Beginning in the late 1970s, physicians in New York and California reported the increasing occurrence of a rare type of cancer, Kaposi's sarcoma, and a variety of infections including Pneumocystis pneumonia among previously healthy young homosexual men. Because of the unusual character of these diseases, which are typically associated with a failure of the immune system, epidemiologists began to search for characteristics that might link these cases. AIDS was first formally described in 1981, although it now appears that the virus that causes the disease must have been silently spreading in a number of populations during the previous decade. Early epidemiological studies suggested that homosexual men, recipients of blood transfusions and blood products (especially hemophiliacs), and intravenous drug users were at greatest risk for the disease. For this reason, research focused on a search for a common infectious agent that could be transmitted sexually or through blood. This research led to the identification in 1983, in French and American laboratories, of a previously undescribed human retrovirus. Officially named HTV-1 for human immunodeficiency virus, this organism is an RNA retrovirus. Although the biological and geographic origins of the organism remain obscure, the AIDS epidemic appears to mark the first time this organism has spread widely in human populations.
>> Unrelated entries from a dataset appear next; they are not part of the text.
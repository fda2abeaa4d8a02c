//! Share CRUD service.

use std::sync::Arc;

use chrono::{DateTime, Duration, Utc};
use serde::{Deserialize, Serialize};
use tracing::info;

use locker_auth::password::PasswordHasher;
use locker_core::error::AppError;
use locker_core::result::AppResult;
use locker_core::types::ShareId;
use locker_database::store::ShareStore;
use locker_entity::share::{CreateDocumentShare, ShareLink};

use super::link::LinkService;
use crate::context::RequestContext;
use crate::document::{DocumentService, owned_path};

/// Request to create a new share.
#[derive(Debug, Clone, Serialize, Deserialize)]
pub struct CreateShareRequest {
    /// Object key of the document.
    pub document_path: String,
    /// Whether the link resolves for anonymous visitors.
    #[serde(default = "default_true")]
    pub is_public: bool,
    /// Hours until expiry; 0 means never.
    #[serde(default)]
    pub expires_in_hours: i64,
    /// Password protection (optional).
    #[serde(default)]
    pub password: Option<String>,
    /// Allow download.
    #[serde(default = "default_true")]
    pub allow_download: bool,
}

fn default_true() -> bool {
    true
}

/// Manages share creation, listing, and deletion.
#[derive(Debug, Clone)]
pub struct ShareService {
    share_store: Arc<dyn ShareStore>,
    documents: Arc<DocumentService>,
    link_service: LinkService,
    hasher: Arc<PasswordHasher>,
    link_base: String,
    max_expiry_hours: i64,
}

impl ShareService {
    /// Creates a new share service.
    pub fn new(
        share_store: Arc<dyn ShareStore>,
        documents: Arc<DocumentService>,
        hasher: Arc<PasswordHasher>,
        link_base: impl Into<String>,
        max_expiry_hours: i64,
    ) -> Self {
        Self {
            share_store,
            documents,
            link_service: LinkService::new(),
            hasher,
            link_base: link_base.into(),
            max_expiry_hours,
        }
    }

    /// Creates a new share link for an active, non-private document.
    pub async fn create_share(
        &self,
        ctx: &RequestContext,
        req: CreateShareRequest,
    ) -> AppResult<ShareLink> {
        if req.expires_in_hours < 0 {
            return Err(AppError::validation("expires_in_hours must not be negative"));
        }
        if req.password.as_deref().is_some_and(|p| p.is_empty()) {
            return Err(AppError::validation(
                "A password is required for password-protected shares",
            ));
        }

        let path = owned_path(ctx, &req.document_path)?;
        if path.requires_private_access() {
            return Err(AppError::authorization("Private documents cannot be shared"));
        }
        let path = self.documents.ensure_active(ctx, path.as_str()).await?;
        let expires_at = self.expiry(ctx, req.expires_in_hours)?;

        let password_hash = match req.password.as_deref() {
            Some(password) => Some(self.hasher.hash_password(password)?),
            None => None,
        };

        let share = self
            .share_store
            .create(&CreateDocumentShare {
                user_id: ctx.user_id,
                document_path: path.as_str().to_string(),
                share_token: self.link_service.generate_token(),
                is_public: req.is_public,
                expires_at,
                password_hash,
                allow_download: req.allow_download,
            })
            .await?;

        info!(
            user_id = %ctx.user_id,
            share_id = %share.id,
            path = %share.document_path,
            protected = share.requires_password(),
            "Share created"
        );

        Ok(ShareLink::new(&share, &self.link_base))
    }

    /// Expiry for a share created now. Zero hours means no expiry. A
    /// `max_expiry_hours` of zero or less leaves the requested lifetime
    /// uncapped.
    fn expiry(&self, ctx: &RequestContext, hours: i64) -> AppResult<Option<DateTime<Utc>>> {
        if hours == 0 {
            return Ok(None);
        }
        let hours = if self.max_expiry_hours > 0 {
            hours.min(self.max_expiry_hours)
        } else {
            hours
        };
        Duration::try_hours(hours)
            .and_then(|lifetime| ctx.request_time.checked_add_signed(lifetime))
            .map(Some)
            .ok_or_else(|| AppError::validation(format!("expires_in_hours {hours} is out of range")))
    }

    /// Lists shares created by the current user.
    pub async fn list_shares(&self, ctx: &RequestContext) -> AppResult<Vec<ShareLink>> {
        let shares = self.share_store.list_for_user(ctx.user_id).await?;
        Ok(shares
            .iter()
            .map(|share| ShareLink::new(share, &self.link_base))
            .collect())
    }

    /// Deletes a share. This is the only way to disable a link.
    pub async fn delete_share(&self, ctx: &RequestContext, id: ShareId) -> AppResult<()> {
        if !self.share_store.delete(ctx.user_id, id).await? {
            return Err(AppError::not_found(format!("Share {id} not found")));
        }
        info!(user_id = %ctx.user_id, share_id = %id, "Share deleted");
        Ok(())
    }
}
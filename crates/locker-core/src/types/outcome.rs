//! Results of operations with best-effort side effects.

use serde::{Deserialize, Serialize};

/// A non-fatal problem encountered while completing an operation.
///
/// Produced when a secondary step (removing an object after its marker is
/// gone, bumping an access counter) fails but the primary state change
/// already succeeded.
#[derive(Debug, Clone, PartialEq, Eq, Serialize, Deserialize)]
pub struct Advisory {
    /// Short name of the step that failed, e.g. `"storage.delete"`.
    pub step: String,
    /// What went wrong.
    pub message: String,
}

impl Advisory {
    /// Create a new advisory.
    pub fn new(step: impl Into<String>, message: impl Into<String>) -> Self {
        Self {
            step: step.into(),
            message: message.into(),
        }
    }
}

/// A value together with the advisories raised while producing it.
#[derive(Debug, Clone, PartialEq, Serialize, Deserialize)]
pub struct Outcome<T> {
    /// The operation result.
    pub value: T,
    /// Non-fatal problems. Empty when every step succeeded.
    #[serde(default, skip_serializing_if = "Vec::is_empty")]
    pub advisories: Vec<Advisory>,
}

impl<T> Outcome<T> {
    /// Wrap a value with no advisories.
    pub fn clean(value: T) -> Self {
        Self {
            value,
            advisories: Vec::new(),
        }
    }

    /// Record an advisory and log it at `warn`.
    pub fn advise(&mut self, step: &str, message: impl Into<String>) {
        let message = message.into();
        tracing::warn!(step, %message, "Best-effort step failed");
        self.advisories.push(Advisory::new(step, message));
    }

    /// Whether every step succeeded.
    pub fn is_clean(&self) -> bool {
        self.advisories.is_empty()
    }

    /// Transform the value, keeping advisories.
    pub fn map<U>(self, f: impl FnOnce(T) -> U) -> Outcome<U> {
        Outcome {
            value: f(self.value),
            advisories: self.advisories,
        }
    }
}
There is no evidence for casual transmission of HIV.

Following the identification of HIV-1, tests to detect antiviral antibodies to the virus were devised in 1984. Although these tests do not detect the virus itself, they are generally effective in identifying infection because high levels of antibody are produced in most infected individuals. The enzyme-linked immunosorbant assay (ELISA), followed by Western blot testing, has made possible the screening of donated blood to protect the blood supply from HIV, as well as testing for epidemiological and diagnostic purposes.